AbstractsComputer Science

Learning Terminological Knowledge with High Confidence from Erroneous Data

by Daniel Borchmann




Institution: Technische Universität Dresden
Department: Fakultät Mathematik und Naturwissenschaften
Degree: PhD
Year: 2014
Record ID: 1099199
Full text PDF: http://nbn-resolving.de/urn:nbn:de:bsz:14-qucosa-152028


Abstract

Description logics knowledge bases are a popular approach to represent terminological and assertional knowledge suitable for computers to work with. Despite that, the practicality of description logics is impaired by the difficulties one has to overcome to construct such knowledge bases.
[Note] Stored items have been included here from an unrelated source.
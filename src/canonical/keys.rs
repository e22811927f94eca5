use std::collections::BTreeMap;
use std::hash::Hasher;

use fnv::FnvHasher;
use tracing::warn;

use super::aliases::AliasMap;
use crate::expression::Expression;
use crate::typesystem::ValidatedTypeSystem;

/// Marker prefix for computed keys. `%` cannot occur in a valid relation
/// name, so computed keys never collide with alias keys.
pub const COMPUTED_KEY_PREFIX: char = '%';

/// Relation or permission name to its canonical cache key. Stored
/// relations map to their own name; aliased permissions map to the
/// terminal relation name; everything else maps to `%` plus 16 lowercase
/// hex digits. The keys cross process boundaries: both the token grammar
/// and the hash below are part of the durable contract.
pub type CanonicalKeyMap = BTreeMap<String, String>;

pub fn compute_canonical_cache_keys(
    type_system: &ValidatedTypeSystem,
    aliases: &AliasMap,
) -> CanonicalKeyMap {
    let mut keys = CanonicalKeyMap::new();
    for relation in type_system.relations() {
        let key = match &relation.rewrite {
            None => relation.name.clone(),
            Some(_) if aliases.contains_key(&relation.name) => {
                resolve_terminal(aliases, &relation.name).to_string()
            }
            Some(rewrite) => {
                let token = canonical_token(rewrite, type_system, aliases);
                format!("{COMPUTED_KEY_PREFIX}{:016x}", hash_token(&token))
            }
        };
        keys.insert(relation.name.clone(), key);
    }
    keys
}

/// Follows the alias map to its terminal name. Values are terminal by
/// construction; the loop guards against a future non-terminal entry.
fn resolve_terminal<'a>(aliases: &'a AliasMap, name: &'a str) -> &'a str {
    let mut current = name;
    while let Some(next) = aliases.get(current) {
        current = next;
    }
    current
}

/// FNV-1a over the raw token bytes. Changing this hash is a wire break
/// for every deployed cache.
fn hash_token(token: &str) -> u64 {
    let mut hasher = FnvHasher::default();
    hasher.write(token.as_bytes());
    hasher.finish()
}

fn canonical_token(
    expression: &Expression,
    type_system: &ValidatedTypeSystem,
    aliases: &AliasMap,
) -> String {
    match expression {
        Expression::This => "_this".to_string(),
        Expression::Nil => "_nil".to_string(),
        Expression::ComputedRelation { name } => {
            resolve_reference(name, type_system, aliases).to_string()
        }
        Expression::TupleToRelation { tupleset, computed } => {
            // The tupleset is a local relation and is alias-resolved; the
            // computed relation lives on the reached objects' namespaces
            // and is kept verbatim.
            format!(
                "arrow({},{computed})",
                resolve_reference(tupleset, type_system, aliases)
            )
        }
        Expression::Rewrite(inner) => canonical_token(inner, type_system, aliases),
        Expression::Union(children) => {
            symmetric_token("union", children, true, type_system, aliases)
        }
        Expression::Intersection(children) => {
            symmetric_token("inter", children, false, type_system, aliases)
        }
        Expression::Exclusion(children) => {
            let mut tokens = Vec::with_capacity(children.len());
            exclusion_operands(children, &mut tokens, type_system, aliases);
            format!("excl({})", tokens.join(","))
        }
    }
}

/// Union and intersection: flatten nested multi-child same-operator
/// children, then sort and deduplicate the operand tokens. Sorting makes
/// the operators commutative, flattening makes them associative, and
/// deduplication makes them idempotent.
///
/// A one-child operator collapses to the child token only when the child
/// is a bare reference with an alias; any other wrapper is kept so that
/// e.g. a union with `Nil` never keys like its non-nil operand.
fn symmetric_token(
    operator: &str,
    children: &[Expression],
    is_union: bool,
    type_system: &ValidatedTypeSystem,
    aliases: &AliasMap,
) -> String {
    if children.len() == 1 {
        if let Expression::ComputedRelation { name } = children[0].unwrapped() {
            if let Some(target) = aliases.get(name.as_str()) {
                return resolve_terminal(aliases, target).to_string();
            }
        }
    }

    let mut tokens = Vec::with_capacity(children.len());
    symmetric_operands(children, is_union, &mut tokens, type_system, aliases);
    tokens.sort_unstable();
    tokens.dedup();
    format!("{operator}({})", tokens.join(","))
}

fn symmetric_operands(
    children: &[Expression],
    is_union: bool,
    out: &mut Vec<String>,
    type_system: &ValidatedTypeSystem,
    aliases: &AliasMap,
) {
    for child in children {
        match child.unwrapped() {
            Expression::Union(grandchildren) if is_union && grandchildren.len() > 1 => {
                symmetric_operands(grandchildren, is_union, out, type_system, aliases);
            }
            Expression::Intersection(grandchildren) if !is_union && grandchildren.len() > 1 => {
                symmetric_operands(grandchildren, is_union, out, type_system, aliases);
            }
            other => out.push(canonical_token(other, type_system, aliases)),
        }
    }
}

/// Exclusion operands in order, with no sorting and no deduplication. A
/// *leading* nested exclusion is spliced because subtraction chains are
/// left-associative: `(a - b) - c` and `a - b - c` are the same chain.
/// Nested exclusions in any other position stay intact.
fn exclusion_operands(
    children: &[Expression],
    out: &mut Vec<String>,
    type_system: &ValidatedTypeSystem,
    aliases: &AliasMap,
) {
    let Some((first, rest)) = children.split_first() else {
        return;
    };
    match first.unwrapped() {
        Expression::Exclusion(grandchildren) => {
            exclusion_operands(grandchildren, out, type_system, aliases);
        }
        other => out.push(canonical_token(other, type_system, aliases)),
    }
    for child in rest {
        out.push(canonical_token(child, type_system, aliases));
    }
}

fn resolve_reference<'a>(
    name: &'a str,
    type_system: &ValidatedTypeSystem,
    aliases: &'a AliasMap,
) -> &'a str {
    if let Some(target) = aliases.get(name) {
        return resolve_terminal(aliases, target);
    }
    if !type_system.has_relation(name) {
        warn!(
            namespace = type_system.name(),
            reference = name,
            "reference to unknown relation treated as opaque"
        );
    }
    name
}

#[cfg(test)]
mod tests {
    use super::{compute_canonical_cache_keys, COMPUTED_KEY_PREFIX};
    use crate::canonical::compute_permission_aliases;
    use crate::config::TypeSystemConfig;
    use crate::expression::Expression;
    use crate::typesystem::{
        NamespaceDefinition, RelationDefinition, StaticResolver, TypeSystem, ValidatedTypeSystem,
    };

    fn validated(relations: Vec<RelationDefinition>) -> ValidatedTypeSystem {
        let resolver = StaticResolver::default();
        TypeSystem::new(
            NamespaceDefinition::with_relations("document", relations),
            &resolver,
        )
        .validate(&TypeSystemConfig::default())
        .expect("validate")
    }

    fn keys_for(relations: Vec<RelationDefinition>) -> super::CanonicalKeyMap {
        let vts = validated(relations);
        let aliases = compute_permission_aliases(&vts);
        compute_canonical_cache_keys(&vts, &aliases)
    }

    #[test]
    fn computed_keys_have_the_marker_and_sixteen_hex_digits() {
        let keys = keys_for(vec![
            RelationDefinition::relation("owner"),
            RelationDefinition::relation("viewer"),
            RelationDefinition::permission(
                "view",
                Expression::union(vec![
                    Expression::computed("owner"),
                    Expression::computed("viewer"),
                ]),
            ),
        ]);
        assert_eq!(keys["owner"], "owner");
        assert_eq!(keys["viewer"], "viewer");

        let key = &keys["view"];
        assert!(key.starts_with(COMPUTED_KEY_PREFIX));
        assert_eq!(key.len(), 17);
        assert!(key[1..].bytes().all(|b| b.is_ascii_hexdigit() && !b.is_ascii_uppercase()));
    }

    #[test]
    fn aliased_permissions_share_the_relation_name_key() {
        let keys = keys_for(vec![
            RelationDefinition::relation("owner"),
            RelationDefinition::permission(
                "edit",
                Expression::union(vec![Expression::computed("owner")]),
            ),
            RelationDefinition::permission(
                "other_edit",
                Expression::union(vec![Expression::computed("edit")]),
            ),
        ]);
        assert_eq!(keys["edit"], "owner");
        assert_eq!(keys["other_edit"], "owner");
    }

    #[test]
    fn alias_substitution_reaches_into_operands() {
        let keys = keys_for(vec![
            RelationDefinition::relation("owner"),
            RelationDefinition::relation("viewer"),
            RelationDefinition::permission(
                "edit",
                Expression::union(vec![Expression::computed("owner")]),
            ),
            RelationDefinition::permission(
                "view",
                Expression::union(vec![
                    Expression::computed("viewer"),
                    Expression::computed("edit"),
                ]),
            ),
            RelationDefinition::permission(
                "view_direct",
                Expression::union(vec![
                    Expression::computed("viewer"),
                    Expression::computed("owner"),
                ]),
            ),
        ]);
        assert_eq!(keys["view"], keys["view_direct"]);
    }

    #[test]
    fn duplicate_operands_do_not_change_the_key() {
        let keys = keys_for(vec![
            RelationDefinition::relation("owner"),
            RelationDefinition::relation("viewer"),
            RelationDefinition::permission(
                "first",
                Expression::union(vec![
                    Expression::computed("owner"),
                    Expression::computed("viewer"),
                ]),
            ),
            RelationDefinition::permission(
                "second",
                Expression::union(vec![
                    Expression::computed("viewer"),
                    Expression::computed("owner"),
                    Expression::computed("viewer"),
                ]),
            ),
        ]);
        assert_eq!(keys["first"], keys["second"]);
    }

    #[test]
    fn exclusion_preserves_operand_multiplicity() {
        let keys = keys_for(vec![
            RelationDefinition::relation("owner"),
            RelationDefinition::relation("viewer"),
            RelationDefinition::permission(
                "once",
                Expression::exclusion(vec![
                    Expression::computed("owner"),
                    Expression::computed("viewer"),
                ]),
            ),
            RelationDefinition::permission(
                "twice",
                Expression::exclusion(vec![
                    Expression::computed("owner"),
                    Expression::computed("viewer"),
                    Expression::computed("viewer"),
                ]),
            ),
        ]);
        assert_ne!(keys["once"], keys["twice"]);
    }

    #[test]
    fn single_child_wrappers_are_kept_for_non_aliased_children() {
        // union(arrow(...)) must not key like a bare arrow permission
        // keyed under a different operator, and a bare reference to a
        // hashed permission keeps the wrapper too.
        let keys = keys_for(vec![
            RelationDefinition::relation("parent"),
            RelationDefinition::permission(
                "from_parent",
                Expression::union(vec![Expression::arrow("parent", "viewer")]),
            ),
            RelationDefinition::permission(
                "from_parent_indirect",
                Expression::union(vec![Expression::computed("from_parent")]),
            ),
        ]);
        assert!(keys["from_parent"].starts_with(COMPUTED_KEY_PREFIX));
        assert!(keys["from_parent_indirect"].starts_with(COMPUTED_KEY_PREFIX));
        assert_ne!(keys["from_parent_indirect"], keys["from_parent"]);
    }

    #[test]
    fn unknown_references_hash_verbatim() {
        let keys = keys_for(vec![RelationDefinition::permission(
            "edit",
            Expression::union(vec![
                Expression::computed("missing"),
                Expression::This,
            ]),
        )]);
        assert!(keys["edit"].starts_with(COMPUTED_KEY_PREFIX));
    }

    #[test]
    fn key_map_is_deterministic() {
        let relations = || {
            vec![
                RelationDefinition::relation("owner"),
                RelationDefinition::relation("viewer"),
                RelationDefinition::permission(
                    "view",
                    Expression::union(vec![
                        Expression::computed("viewer"),
                        Expression::rewrite(Expression::intersection(vec![
                            Expression::computed("owner"),
                            Expression::This,
                        ])),
                    ]),
                ),
            ]
        };
        assert_eq!(keys_for(relations()), keys_for(relations()));
    }
}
Previous work has addressed this issue by providing methods to learn valid terminological knowledge from data, making use of ideas from formal concept analysis. A basic assumption here is that the data is free of errors, an assumption that can in general not be made for practical applications. This thesis presents extensions of these results that allow to handle errors in the data. For this, knowledge that is "almost valid" in the data is retrieved, where the notion of "almost valid" is formalized using the notion of confidence from data mining. This thesis presents two algorithms which achieve this retrieval. The first algorithm just extracts all almost valid knowledge from the data, while the second algorithm utilizes expert interaction to distinguish errors from rare but valid counterexamples.